*What you should do*.
Wherever the word "Durable" occurs in the lines below, copy the whole line.

*Stored data*.
· · ·

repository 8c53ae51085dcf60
mod cli;

pub(crate) use cli::as_cli;
fn parse_priority(s: &str) -> Result<Priority> {
    Priority::parse(s).ok_or_else(|| anyhow::anyhow!("Unknown priority: {s} (use high, medium or low)"))
}

fn parse_mode(s: &str) -> Result<PaymentMode> {
    PaymentMode::parse(s).ok_or_else(|| anyhow::anyhow!("Unknown payment mode: {s} (use cash, digital or bank)"))
}

fn parse_bool(s: &str) -> Result<bool> {
    match s.to_lowercase().as_str() {
        "true" | "yes" | "y" | "1" => Ok(true),
        "false" | "no" | "n" | "0" => Ok(false),
        _ => anyhow::bail!("Expected true or false, got: {s}"),
    }
}

fn shellexpand(path: &str) -> String {
    if let Some(rest) = path.strip_prefix("~/") {
        let home = std::env::var("HOME").unwrap_or_else(|_| ".".into());
        format!("{home}/{rest}")
    } else {
        path.to_string()
    }
}
//! Error type shared by the models, the store and the managers.

use thiserror::Error;

#[derive(Error, Debug)]
pub(crate) enum Error {
    /// Input rejected before any store call.
    #[error("Validation error: {0}")]
    Validation(String),

    /// The store could not complete the call; nothing was applied.
    #[error("Data access error: {0}")]
    DataAccess(String),

    #[error("{entity} not found: {id}")]
    NotFound { entity: &'static str, id: i64 },

    /// Deleting a category that expenses still point at.
    #[error("Cannot delete category '{name}': {count} expense(s) still reference it")]
    CategoryInUse { name: String, count: usize },

    #[error("Report error: {0}")]
    Report(#[from] std::io::Error),
}

impl Error {
    pub(crate) fn validation(message: impl Into<String>) -> Self {
        Self::Validation(message.into())
    }

    pub(crate) fn category_not_found(id: i64) -> Self {
        Self::NotFound {
            entity: "Category",
            id,
        }
    }

    pub(crate) fn expense_not_found(id: i64) -> Self {
        Self::NotFound {
            entity: "Expense",
            id,
        }
    }
}

impl From<rusqlite::Error> for Error {
    fn from(err: rusqlite::Error) -> Self {
        Self::DataAccess(err.to_string())
    }
}

pub(crate) type Result<T> = std::result::Result<T, Error>;
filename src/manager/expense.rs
use rust_decimal::Decimal;
use std::cmp::Ordering;
use std::collections::BTreeMap;

use super::sorting::{compare_flag, Direction};
use super::{Collection, DataManager};
use crate::error::{Error, Result};
use crate::models::{Expense, PaymentMode};
use crate::store::ExpenseStore;
use crate::util::{percent_of, sum_amounts};

#[derive(Debug, Clone, Copy, PartialEq, Eq)]
pub(crate) enum ExpenseOrder {
    Title,
    Amount(Direction),
    /// Cash, Digital, Bank Transfer.
    Mode,
    /// One-time expenses before recurring ones.
    Recurring,
}

impl ExpenseOrder {
    pub(crate) fn compare(&self, a: &Expense, b: &Expense) -> Ordering {
        match self {
            Self::Title => a.title.cmp(&b.title),
            Self::Amount(direction) => direction.apply(a.amount.cmp(&b.amount)),
            Self::Mode => a.mode.cmp(&b.mode),
            Self::Recurring => compare_flag(a.recurring, b.recurring, false),
        }
    }

    pub(crate) fn parse(key: &str, direction: Direction) -> Option<Self> {
        match key.trim().to_lowercase().as_str() {
            "title" => Some(Self::Title),
            "amount" => Some(Self::Amount(direction)),
            "mode" | "payment-mode" => Some(Self::Mode),
            "recurring" => Some(Self::Recurring),
            _ => None,
        }
    }
}

pub(crate) struct ExpenseManager<'s, S: ?Sized> {
    store: &'s S,
    expenses: Collection<Expense>,
}

impl<'s, S: ExpenseStore + ?Sized> ExpenseManager<'s, S> {
    pub(crate) fn new(store: &'s S) -> Self {
        Self {
            store,
            expenses: Collection::new(),
        }
    }

    pub(crate) fn load_recurring(&mut self) -> Result<()> {
        let rows = self.store.list_expenses_by_recurrence(true)?;
        tracing::debug!(count = rows.len(), "loaded recurring expenses");
        self.repopulate(rows);
        Ok(())
    }

    pub(crate) fn load_non_recurring(&mut self) -> Result<()> {
        let rows = self.store.list_expenses_by_recurrence(false)?;
        tracing::debug!(count = rows.len(), "loaded one-time expenses");
        self.repopulate(rows);
        Ok(())
    }

    pub(crate) fn load_by_category(&mut self, category_id: i64) -> Result<()> {
        let rows = self.store.list_expenses_by_category(category_id)?;
        tracing::debug!(count = rows.len(), category_id, "loaded expenses by category");
        self.repopulate(rows);
        Ok(())
    }

    pub(crate) fn load_by_mode(&mut self, mode: PaymentMode) -> Result<()> {
        let rows = self.store.list_expenses_by_mode(mode)?;
        tracing::debug!(count = rows.len(), %mode, "loaded expenses by payment mode");
        self.repopulate(rows);
        Ok(())
    }

    pub(crate) fn total_amount(&self) -> Decimal {
        sum_amounts(self.expenses.iter().map(|e| e.amount))
    }

    /// Cached spend per payment mode; every mode is present, zero if unused.
    pub(crate) fn totals_by_mode(&self) -> BTreeMap<PaymentMode, Decimal> {
        let mut totals: BTreeMap<PaymentMode, Decimal> = PaymentMode::all()
            .iter()
            .map(|m| (*m, Decimal::ZERO))
            .collect();
        for expense in &self.expenses {
            *totals.entry(expense.mode).or_insert(Decimal::ZERO) += expense.amount;
        }
        totals
    }

    /// Each mode's share of `total_amount`, in percent.
    pub(crate) fn mode_shares(&self) -> BTreeMap<PaymentMode, Decimal> {
        let total = self.total_amount();
        self.totals_by_mode()
            .into_iter()
            .map(|(mode, amount)| (mode, percent_of(amount, total)))
            .collect()
    }

    /// Stored expenses pointing at `category_id`, regardless of what is cached.
    pub(crate) fn count_referencing(&self, category_id: i64) -> Result<usize> {
        self.store.count_expenses_by_category(category_id)
    }

    pub(crate) fn save(&mut self, mut expense: Expense) -> Result<i64> {
        self.check(&expense)?;
        let id = self.store.insert_expense(&expense)?;
        expense.id = Some(id);
        self.expenses.add(expense);
        Ok(id)
    }

    pub(crate) fn update(&mut self, expense: Expense) -> Result<()> {
        let id = expense
            .id
            .ok_or_else(|| Error::validation("Cannot update an expense that was never saved"))?;
        self.check(&expense)?;
        self.store.update_expense(&expense)?;
        self.expenses.replace_where(|e| e.id == Some(id), expense);
        Ok(())
    }

    pub(crate) fn delete(&mut self, expense: &Expense) -> Result<()> {
        let id = expense
            .id
            .ok_or_else(|| Error::validation("Cannot delete an expense that was never saved"))?;
        self.store.delete_expense(id)?;
        self.expenses.remove_where(|e| e.id == Some(id));
        Ok(())
    }

    pub(crate) fn find(&self, id: i64) -> Option<&Expense> {
        self.expenses.find(|e| e.id == Some(id))
    }

    fn check(&self, expense: &Expense) -> Result<()> {
        expense.validate()?;
        if !self.store.category_exists(expense.category_id)? {
            return Err(Error::validation(format!(
                "Category {} does not exist",
                expense.category_id
            )));
        }
        Ok(())
    }
}

impl<S: ExpenseStore + ?Sized> DataManager for ExpenseManager<'_, S> {
    type Item = Expense;

    fn collection(&self) -> &Collection<Expense> {
        &self.expenses
    }

    fn collection_mut(&mut self) -> &mut Collection<Expense> {
        &mut self.expenses
    }

    fn load_data(&mut self) -> Result<()> {
        let rows = self.store.list_expenses()?;
        tracing::debug!(count = rows.len(), "loaded expenses");
        self.repopulate(rows);
        Ok(())
    }
}
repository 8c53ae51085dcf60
use rust_decimal::Decimal;

use crate::error::{Error, Result};
use crate::util::AMOUNT_SCALE;

#[derive(Debug, Clone, Copy, PartialEq, Eq, PartialOrd, Ord, Hash)]
pub enum Priority {
    High,
    Medium,
    Low,
}

impl Priority {
    pub(crate) fn as_str(&self) -> &'static str {
        match self {
            Self::High => "High",
            Self::Medium => "Medium",
            Self::Low => "Low",
        }
    }

    /// Single-character code used by the database.
    pub(crate) fn code(&self) -> char {
        match self {
            Self::High => 'H',
            Self::Medium => 'M',
            Self::Low => 'L',
        }
    }

    pub(crate) fn from_code(code: char) -> Option<Self> {
        match code.to_ascii_uppercase() {
            'H' => Some(Self::High),
            'M' => Some(Self::Medium),
            'L' => Some(Self::Low),
            _ => None,
        }
    }

    pub(crate) fn parse(s: &str) -> Option<Self> {
        match s.trim().to_lowercase().as_str() {
            "h" | "high" => Some(Self::High),
            "m" | "med" | "medium" => Some(Self::Medium),
            "l" | "low" => Some(Self::Low),
            _ => None,
        }
    }

    /// High = 3, Medium = 2, Low = 1.
    pub(crate) fn rank(&self) -> u8 {
        match self {
            Self::High => 3,
            Self::Medium => 2,
            Self::Low => 1,
        }
    }

    pub(crate) fn all() -> &'static [Priority] {
        &[Self::High, Self::Medium, Self::Low]
    }
}

impl std::fmt::Display for Priority {
    fn fmt(&self, f: &mut std::fmt::Formatter<'_>) -> std::fmt::Result {
        write!(f, "{}", self.as_str())
    }
}

#[derive(Debug, Clone, PartialEq, Eq)]
pub struct Category {
    pub id: Option<i64>,
    pub name: String,
    pub monthly_limit: Decimal,
    pub priority: Priority,
    pub active: bool,
}

impl Category {
    pub fn new(name: String, monthly_limit: Decimal, priority: Priority, active: bool) -> Self {
        Self {
            id: None,
            name,
            monthly_limit,
            priority,
            active,
        }
    }

    pub(crate) fn validate(&self) -> Result<()> {
        if self.name.trim().is_empty() {
            return Err(Error::validation("Category name cannot be empty"));
        }
        if self.monthly_limit <= Decimal::ZERO {
            return Err(Error::validation(format!(
                "Monthly limit must be positive (got {})",
                self.monthly_limit
            )));
        }
        if self.monthly_limit.normalize().scale() > AMOUNT_SCALE {
            return Err(Error::validation(format!(
                "Monthly limit cannot have more than {AMOUNT_SCALE} decimal places (got {})",
                self.monthly_limit
            )));
        }
        Ok(())
    }

    /// Strictly greater than the limit; spending exactly the limit is fine.
    pub(crate) fn is_over_budget(&self, spent: Decimal) -> bool {
        spent > self.monthly_limit
    }

    /// Find a category by ID in a slice.
    pub fn find_by_id(categories: &[Category], id: i64) -> Option<&Category> {
        categories.iter().find(|c| c.id == Some(id))
    }
}

impl std::fmt::Display for Category {
    fn fmt(&self, f: &mut std::fmt::Formatter<'_>) -> std::fmt::Result {
        write!(f, "{}", self.name)
    }
}
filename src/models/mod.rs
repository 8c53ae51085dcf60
mod category;
mod expense;

pub use category::{Category, Priority};
pub use expense::{Expense, PaymentMode};
use rust_decimal::{Decimal, RoundingStrategy};

pub(crate) const CURRENCY: &str = "₹";

/// Money amounts carry at most this many decimal places.
pub(crate) const AMOUNT_SCALE: u32 = 2;

/// Format a decimal amount with thousand separators and 2 decimal places,
/// rounding half away from zero. e.g. `1234567.885` → `"₹1,234,567.89"`
pub(crate) fn format_amount(val: Decimal) -> String {
    let val = val.round_dp_with_strategy(AMOUNT_SCALE, RoundingStrategy::MidpointAwayFromZero);
    let abs = val.abs();
    let formatted = format!("{abs:.2}");
    let mut parts = formatted.split('.');
    let int_part = parts.next().unwrap_or("0");
    let dec_part = parts.next().unwrap_or("00");

    let with_commas: String = int_part
        .as_bytes()
        .rchunks(3)
        .rev()
        .map(|chunk| std::str::from_utf8(chunk).unwrap_or(""))
        .collect::<Vec<_>>()
        .join(",");

    if val < Decimal::ZERO {
        format!("-{CURRENCY}{with_commas}.{dec_part}")
    } else {
        format!("{CURRENCY}{with_commas}.{dec_part}")
    }
}

/// `part` as a percentage of `whole`, rounded to one decimal place.
/// A zero `whole` yields zero instead of dividing.
pub(crate) fn percent_of(part: Decimal, whole: Decimal) -> Decimal {
    part.checked_div(whole)
        .and_then(|ratio| ratio.checked_mul(Decimal::ONE_HUNDRED))
        .map(|pct| pct.round_dp_with_strategy(1, RoundingStrategy::MidpointAwayFromZero))
        .unwrap_or(Decimal::ZERO)
}

/// Sum of a sequence of amounts; zero when empty.
pub(crate) fn sum_amounts<I: IntoIterator<Item = Decimal>>(amounts: I) -> Decimal {
    amounts.into_iter().fold(Decimal::ZERO, |acc, amount| acc + amount)
}

/// Truncate a string to `max` visible characters, appending "…" if truncated.
/// Safe for multi-byte UTF-8 characters.
pub(crate) fn truncate(s: &str, max: usize) -> String {
    if max == 0 {
        return String::new();
    }
    let char_count = s.chars().count();
    if char_count <= max {
        return s.to_string();
    }
    let truncated: String = s.chars().take(max.saturating_sub(1)).collect();
    format!("{truncated}…")
}
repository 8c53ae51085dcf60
use rust_decimal::Decimal;

use crate::error::{Error, Result};
use crate::util::AMOUNT_SCALE;

/// Declared order (Cash, Digital, BankTransfer) is the sort order.
#[derive(Debug, Clone, Copy, PartialEq, Eq, PartialOrd, Ord, Hash)]
pub enum PaymentMode {
    Cash,
    Digital,
    BankTransfer,
}

impl PaymentMode {
    pub(crate) fn as_str(&self) -> &'static str {
        match self {
            Self::Cash => "Cash",
            Self::Digital => "Digital",
            Self::BankTransfer => "Bank Transfer",
        }
    }

    pub(crate) fn code(&self) -> char {
        match self {
            Self::Cash => 'C',
            Self::Digital => 'D',
            Self::BankTransfer => 'B',
        }
    }

    pub(crate) fn from_code(code: char) -> Option<Self> {
        match code.to_ascii_uppercase() {
            'C' => Some(Self::Cash),
            'D' => Some(Self::Digital),
            'B' => Some(Self::BankTransfer),
            _ => None,
        }
    }

    pub(crate) fn parse(s: &str) -> Option<Self> {
        match s.trim().to_lowercase().as_str() {
            "c" | "cash" => Some(Self::Cash),
            "d" | "digital" | "upi" | "card" => Some(Self::Digital),
            "b" | "bank" | "bank transfer" | "banktransfer" | "transfer" => {
                Some(Self::BankTransfer)
            }
            _ => None,
        }
    }

    pub(crate) fn all() -> &'static [PaymentMode] {
        &[Self::Cash, Self::Digital, Self::BankTransfer]
    }
}

impl std::fmt::Display for PaymentMode {
    fn fmt(&self, f: &mut std::fmt::Formatter<'_>) -> std::fmt::Result {
        write!(f, "{}", self.as_str())
    }
}

#[derive(Debug, Clone, PartialEq, Eq)]
pub struct Expense {
    pub id: Option<i64>,
    pub title: String,
    pub amount: Decimal,
    pub mode: PaymentMode,
    pub recurring: bool,
    pub category_id: i64,
}

impl Expense {
    pub fn new(
        title: String,
        amount: Decimal,
        mode: PaymentMode,
        recurring: bool,
        category_id: i64,
    ) -> Self {
        Self {
            id: None,
            title,
            amount,
            mode,
            recurring,
            category_id,
        }
    }

    pub(crate) fn validate(&self) -> Result<()> {
        if self.title.trim().is_empty() {
            return Err(Error::validation("Expense title cannot be empty"));
        }
        if self.amount <= Decimal::ZERO {
            return Err(Error::validation(format!(
                "Amount must be positive (got {})",
                self.amount
            )));
        }
        if self.amount.normalize().scale() > AMOUNT_SCALE {
            return Err(Error::validation(format!(
                "Amount cannot have more than {AMOUNT_SCALE} decimal places (got {})",
                self.amount
            )));
        }
        Ok(())
    }

    pub(crate) fn recurrence_label(&self) -> &'static str {
        if self.recurring {
            "Recurring"
        } else {
            "One-time"
        }
    }
}
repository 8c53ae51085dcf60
//! In-memory managers over the store.
//!
//! A manager caches the result of its last load or mutation. It is not a
//! live view: changes made to the store by anyone else only show up after
//! the next load.

mod category;
mod collection;
mod expense;
mod sorting;

pub(crate) use category::{CategoryManager, CategoryOrder};
pub(crate) use collection::Collection;
pub(crate) use expense::{ExpenseManager, ExpenseOrder};
pub(crate) use sorting::Direction;

use std::cmp::Ordering;

use crate::error::Result;

/// Shared surface of the category and expense managers.
pub(crate) trait DataManager {
    type Item: Clone + PartialEq;

    fn collection(&self) -> &Collection<Self::Item>;

    fn collection_mut(&mut self) -> &mut Collection<Self::Item>;

    /// Replace the cached records with everything in the store.
    fn load_data(&mut self) -> Result<()>;

    fn add(&mut self, item: Self::Item) -> bool {
        self.collection_mut().add(item)
    }

    fn remove(&mut self, item: &Self::Item) -> bool {
        self.collection_mut().remove(item)
    }

    fn clear(&mut self) {
        self.collection_mut().clear();
    }

    fn len(&self) -> usize {
        self.collection().len()
    }

    fn is_empty(&self) -> bool {
        self.collection().is_empty()
    }

    fn all(&self) -> Vec<Self::Item> {
        self.collection().all()
    }

    fn sorted_by<F>(&self, compare: F) -> Vec<Self::Item>
    where
        F: FnMut(&Self::Item, &Self::Item) -> Ordering,
    {
        self.collection().sorted_by(compare)
    }

    fn filtered<P>(&self, predicate: P) -> Vec<Self::Item>
    where
        P: FnMut(&Self::Item) -> bool,
    {
        self.collection().filtered(predicate)
    }

    /// Clear, then refill from a finished store query. Callers run the query
    /// first so a failed load leaves the cache as it was.
    fn repopulate(&mut self, items: Vec<Self::Item>) {
        let collection = self.collection_mut();
        collection.clear();
        collection.extend(items);
    }
}

#[cfg(test)]
mod test_support;
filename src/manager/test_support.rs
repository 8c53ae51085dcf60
#![allow(clippy::unwrap_used)]

use rust_decimal::Decimal;
use std::cell::Cell;

use crate::db::Database;
use crate::error::{Error, Result};
use crate::models::{Category, Expense, PaymentMode, Priority};
use crate::store::{CategoryStore, ExpenseStore};

/// In-memory database that can be told to fail, and that counts deletes.
pub(super) struct FlakyStore {
    db: Database,
    pub(super) fail_writes: Cell<bool>,
    pub(super) fail_reads: Cell<bool>,
    pub(super) deletes: Cell<usize>,
}

impl FlakyStore {
    pub(super) fn new() -> Self {
        Self {
            db: Database::open_in_memory().unwrap(),
            fail_writes: Cell::new(false),
            fail_reads: Cell::new(false),
            deletes: Cell::new(0),
        }
    }

    fn write(&self) -> Result<()> {
        if self.fail_writes.get() {
            return Err(Error::DataAccess("store unavailable".into()));
        }
        Ok(())
    }

    fn read(&self) -> Result<()> {
        if self.fail_reads.get() {
            return Err(Error::DataAccess("store unavailable".into()));
        }
        Ok(())
    }
}

impl CategoryStore for FlakyStore {
    fn insert_category(&self, category: &Category) -> Result<i64> {
        self.write()?;
        self.db.insert_category(category)
    }

    fn update_category(&self, category: &Category) -> Result<()> {
        self.write()?;
        self.db.update_category(category)
    }

    fn delete_category(&self, id: i64) -> Result<()> {
        self.deletes.set(self.deletes.get() + 1);
        self.write()?;
        self.db.delete_category(id)
    }

    fn get_category(&self, id: i64) -> Result<Option<Category>> {
        self.read()?;
        self.db.get_category(id)
    }

    fn list_categories(&self) -> Result<Vec<Category>> {
        self.read()?;
        self.db.list_categories()
    }

    fn list_active_categories(&self) -> Result<Vec<Category>> {
        self.read()?;
        self.db.list_active_categories()
    }

    fn list_categories_by_priority(&self, priority: Priority) -> Result<Vec<Category>> {
        self.read()?;
        self.db.list_categories_by_priority(priority)
    }

    fn list_over_budget_categories(&self) -> Result<Vec<Category>> {
        self.read()?;
        self.db.list_over_budget_categories()
    }
}

impl ExpenseStore for FlakyStore {
    fn insert_expense(&self, expense: &Expense) -> Result<i64> {
        self.write()?;
        self.db.insert_expense(expense)
    }

    fn update_expense(&self, expense: &Expense) -> Result<()> {
        self.write()?;
        self.db.update_expense(expense)
    }

    fn delete_expense(&self, id: i64) -> Result<()> {
        self.deletes.set(self.deletes.get() + 1);
        self.write()?;
        self.db.delete_expense(id)
    }

    fn get_expense(&self, id: i64) -> Result<Option<Expense>> {
        self.read()?;
        self.db.get_expense(id)
    }

    fn list_expenses(&self) -> Result<Vec<Expense>> {
        self.read()?;
        self.db.list_expenses()
    }

    fn list_expenses_by_recurrence(&self, recurring: bool) -> Result<Vec<Expense>> {
        self.read()?;
        self.db.list_expenses_by_recurrence(recurring)
    }

    fn list_expenses_by_category(&self, category_id: i64) -> Result<Vec<Expense>> {
        self.read()?;
        self.db.list_expenses_by_category(category_id)
    }

    fn list_expenses_by_mode(&self, mode: PaymentMode) -> Result<Vec<Expense>> {
        self.read()?;
        self.db.list_expenses_by_mode(mode)
    }

    fn count_expenses_by_category(&self, category_id: i64) -> Result<usize> {
        self.read()?;
        self.db.count_expenses_by_category(category_id)
    }

    fn category_exists(&self, category_id: i64) -> Result<bool> {
        self.read()?;
        self.db.category_exists(category_id)
    }

    fn totals_by_category(&self) -> Result<Vec<(i64, Decimal)>> {
        self.read()?;
        self.db.totals_by_category()
    }
}

pub(super) fn category(name: &str, limit: Decimal, priority: Priority, active: bool) -> Category {
    Category::new(name.into(), limit, priority, active)
}

pub(super) fn expense(title: &str, amount: Decimal, mode: PaymentMode, category_id: i64) -> Expense {
    Expense::new(title.into(), amount, mode, false, category_id)
}
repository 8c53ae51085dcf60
mod config;
mod db;
mod error;
mod logging;
mod manager;
mod models;
mod report;
mod run;
mod store;
mod util;

#[cfg(test)]
mod util_tests;

use anyhow::Result;

fn main() -> Result<()> {
    logging::init();

    let args: Vec<String> = std::env::args().collect();
    let config = config::Config::load()?;
    let db = db::Database::open(&config.db_path)?;

    run::as_cli(&args, &db, &config)
}
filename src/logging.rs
use std::sync::Once;
use tracing_subscriber::EnvFilter;

static INIT: Once = Once::new();

const LOG_ENV: &str = "EXPENSE_INTEL_LOG";
const DEFAULT_FILTER: &str = "expense_intel=warn";

/// Install the global subscriber. Logs go to stderr so command output on
/// stdout stays clean. Safe to call more than once.
pub(crate) fn init() {
    INIT.call_once(|| {
        let filter = EnvFilter::try_from_env(LOG_ENV)
            .or_else(|_| EnvFilter::try_from_default_env())
            .unwrap_or_else(|_| EnvFilter::new(DEFAULT_FILTER));

        let _ = tracing_subscriber::fmt()
            .with_env_filter(filter)
            .with_writer(std::io::stderr)
            .with_target(false)
            .try_init();
    });
}
//! Repository boundary consumed by the managers.
//!
//! Every call either completes or fails with an [`Error`](crate::error::Error);
//! a failed write is treated as never having happened.

use rust_decimal::Decimal;

use crate::error::Result;
use crate::models::{Category, Expense, PaymentMode, Priority};

/// Durable storage of categories, keyed by a store-assigned id.
pub(crate) trait CategoryStore {
    /// Insert a category and return the id assigned to it.
    fn insert_category(&self, category: &Category) -> Result<i64>;

    /// Overwrite the stored row with the same id. Fails with `NotFound` if
    /// no row has that id.
    fn update_category(&self, category: &Category) -> Result<()>;

    fn delete_category(&self, id: i64) -> Result<()>;

    fn get_category(&self, id: i64) -> Result<Option<Category>>;

    fn list_categories(&self) -> Result<Vec<Category>>;

    fn list_active_categories(&self) -> Result<Vec<Category>>;

    fn list_categories_by_priority(&self, priority: Priority) -> Result<Vec<Category>>;

    /// Categories whose linked expenses sum to strictly more than their limit.
    fn list_over_budget_categories(&self) -> Result<Vec<Category>>;
}

/// Durable storage of expenses, keyed by a store-assigned id.
pub(crate) trait ExpenseStore {
    fn insert_expense(&self, expense: &Expense) -> Result<i64>;

    fn update_expense(&self, expense: &Expense) -> Result<()>;

    fn delete_expense(&self, id: i64) -> Result<()>;

    fn get_expense(&self, id: i64) -> Result<Option<Expense>>;

    fn list_expenses(&self) -> Result<Vec<Expense>>;

    /// `true` lists recurring expenses, `false` one-time ones.
    fn list_expenses_by_recurrence(&self, recurring: bool) -> Result<Vec<Expense>>;

    fn list_expenses_by_category(&self, category_id: i64) -> Result<Vec<Expense>>;

    fn list_expenses_by_mode(&self, mode: PaymentMode) -> Result<Vec<Expense>>;

    fn count_expenses_by_category(&self, category_id: i64) -> Result<usize>;

    fn category_exists(&self, category_id: i64) -> Result<bool>;

    /// Total spend per category id, for every category with at least one expense.
    fn totals_by_category(&self) -> Result<Vec<(i64, Decimal)>>;
}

· · ·

*Solution to this exercise*.
/// Durable storage of categories, keyed by a store-assigned id.
/// Durable storage of expenses, keyed by a store-assigned id.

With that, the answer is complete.